La société chinoise chargée de réaliser les travaux a installé son matériel et sa base de vie et a même commencé à réaliser les structures. Quelques mois plus tard, les habitants de la région, en ce moment couverte de neige, ont découvert que ce projet ne pouvait être réalisé sur le terrain en question.

Officiellement, il est impossible d’implanter l’usine sur le terrain « déjà désigné comme zone agricole». Les jeunes, qui comptaient sur cette usine pour obtenir un emploi près de chez eux, ne décolèrent pas. « Le taux de chômage dans notre région est très important. Cette usine pouvait vraiment être une solution pour éradiquer le chômage», regrette Mahmoud, licencié en économie, qui n’arrive plus à trouver un travail.
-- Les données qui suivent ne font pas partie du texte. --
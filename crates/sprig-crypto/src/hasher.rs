use sprig_types::ObjectId;

/// Domain-separated BLAKE3 content hasher.
///
/// Each hasher carries a domain tag (e.g. `"sprig-blob-v1"`) that is fed to
/// the hash before the payload. A blob and a commit with identical bytes
/// therefore never share an id.
pub struct ContentHasher {
    domain: &'static str,
}

impl ContentHasher {
    /// Hasher for file content.
    pub const BLOB: Self = Self {
        domain: "sprig-blob-v1",
    };
    /// Hasher for serialized commit metadata.
    pub const COMMIT: Self = Self {
        domain: "sprig-commit-v1",
    };

    /// Hash raw bytes with domain separation.
    pub fn hash(&self, data: &[u8]) -> ObjectId {
        let mut hasher = blake3::Hasher::new();
        hasher.update(self.domain.as_bytes());
        hasher.update(b":");
        hasher.update(data);
        ObjectId::from_hash(*hasher.finalize().as_bytes())
    }

    /// Serialize `value` to canonical JSON and hash it.
    ///
    /// Returns the encoded bytes alongside the id so callers can persist the
    /// exact bytes that were hashed. Canonical here means the caller's types
    /// serialize deterministically (ordered maps, no floats).
    pub fn hash_json<T: serde::Serialize>(
        &self,
        value: &T,
    ) -> Result<(ObjectId, Vec<u8>), HasherError> {
        let data =
            serde_json::to_vec(value).map_err(|e| HasherError::Serialization(e.to_string()))?;
        Ok((self.hash(&data), data))
    }

    /// Verify that data produces the expected object id.
    pub fn verify(&self, data: &[u8], expected: &ObjectId) -> bool {
        self.hash(data) == *expected
    }

    /// The domain tag used by this hasher.
    pub fn domain(&self) -> &str {
        self.domain
    }
}

/// Errors from hashing operations.
#[derive(Debug, thiserror::Error, PartialEq, Eq)]
pub enum HasherError {
    #[error("serialization error: {0}")]
    Serialization(String),
}

#[cfg(test)]
mod tests {
    use super::*;
    use std::collections::BTreeMap;

    #[test]
    fn hash_is_deterministic() {
        let data = b"hello world";
        assert_eq!(ContentHasher::BLOB.hash(data), ContentHasher::BLOB.hash(data));
    }

    #[test]
    fn blob_and_commit_domains_differ() {
        let data = b"same content";
        assert_ne!(
            ContentHasher::BLOB.hash(data),
            ContentHasher::COMMIT.hash(data)
        );
    }

    #[test]
    fn verify_detects_tampering() {
        let id = ContentHasher::BLOB.hash(b"original");
        assert!(ContentHasher::BLOB.verify(b"original", &id));
        assert!(!ContentHasher::BLOB.verify(b"tampered", &id));
    }

    #[test]
    fn hash_json_is_insertion_order_independent() {
        let mut first = BTreeMap::new();
        first.insert("b", 2);
        first.insert("a", 1);
        let mut second = BTreeMap::new();
        second.insert("a", 1);
        second.insert("b", 2);

        let (id1, bytes1) = ContentHasher::COMMIT.hash_json(&first).unwrap();
        let (id2, bytes2) = ContentHasher::COMMIT.hash_json(&second).unwrap();
        assert_eq!(id1, id2);
        assert_eq!(bytes1, bytes2);
        assert!(ContentHasher::COMMIT.verify(&bytes1, &id1));
    }

    #[test]
    fn domain_tags() {
        assert_eq!(ContentHasher::BLOB.domain(), "sprig-blob-v1");
        assert_eq!(ContentHasher::COMMIT.domain(), "sprig-commit-v1");
    }
}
Même si le wali déclarait au départ « ne pas être pas au courant du problème de cette usine et sa délocalisation» – maintenant, il a rencontré une délégation d’habitants et a promis que l’usine ne sera pas délocalisée – les habitants de Oued El Ma l’accusent d’être « derrière cette délocalisation». « C’est prémédité par les pouvoirs publics, car sinon comment peut-on délocaliser un projet d’une telle importance si facilement et sans venir discuter avec la population ? Pourquoi l’administration locale ne s’est-elle pas opposée à la réalisation de ce projet auparavant si vraiment le terrain est agricole ?» s’interrogent les habitants.

Dédommagés

Les émeutes qui ont éclaté le 16 janvier ont fait plusieurs blessés du côté des habitants et des gendarmes. Une cinquantaine de personnes ont été arrêtées dont six ne sont pas encore libérées. Pour les habitants, le problème serait aussi lié au comportement des gendarmes qui « n’ont même pas respecté la propriété privée». « Certains d’entre eux sont entrés de force dans des commerces et ont pris tout ce qui se trouvait à l’intérieur», regrette Fayçal, photos et vidéo à l’appui. « Les gendarmes ont forcé les portes des maisons avec des madriers, ils ont lancé des pierres pour casser les vitres des maisons», s’indignent plusieurs témoins directs.

Les affrontements se sont soldés par des dégâts matériels importants. Mercredi, les habitants et la Protection civile ont nettoyé la ville. A Oued El Ma, on attend que les promesses se concrétisent, que les familles soient dédommagées et que les gendarmes qui ont commis des dépassements fassent l’objet d’une enquête. Contacté par El Watan Week-end, le chef du groupement de la gendarmerie de Batna affirme : « Nous avons agi dans le cadre de la loi et nous avons en notre possession des mandats de perquisition signés par le procureur de la République près la wilaya de Batna.»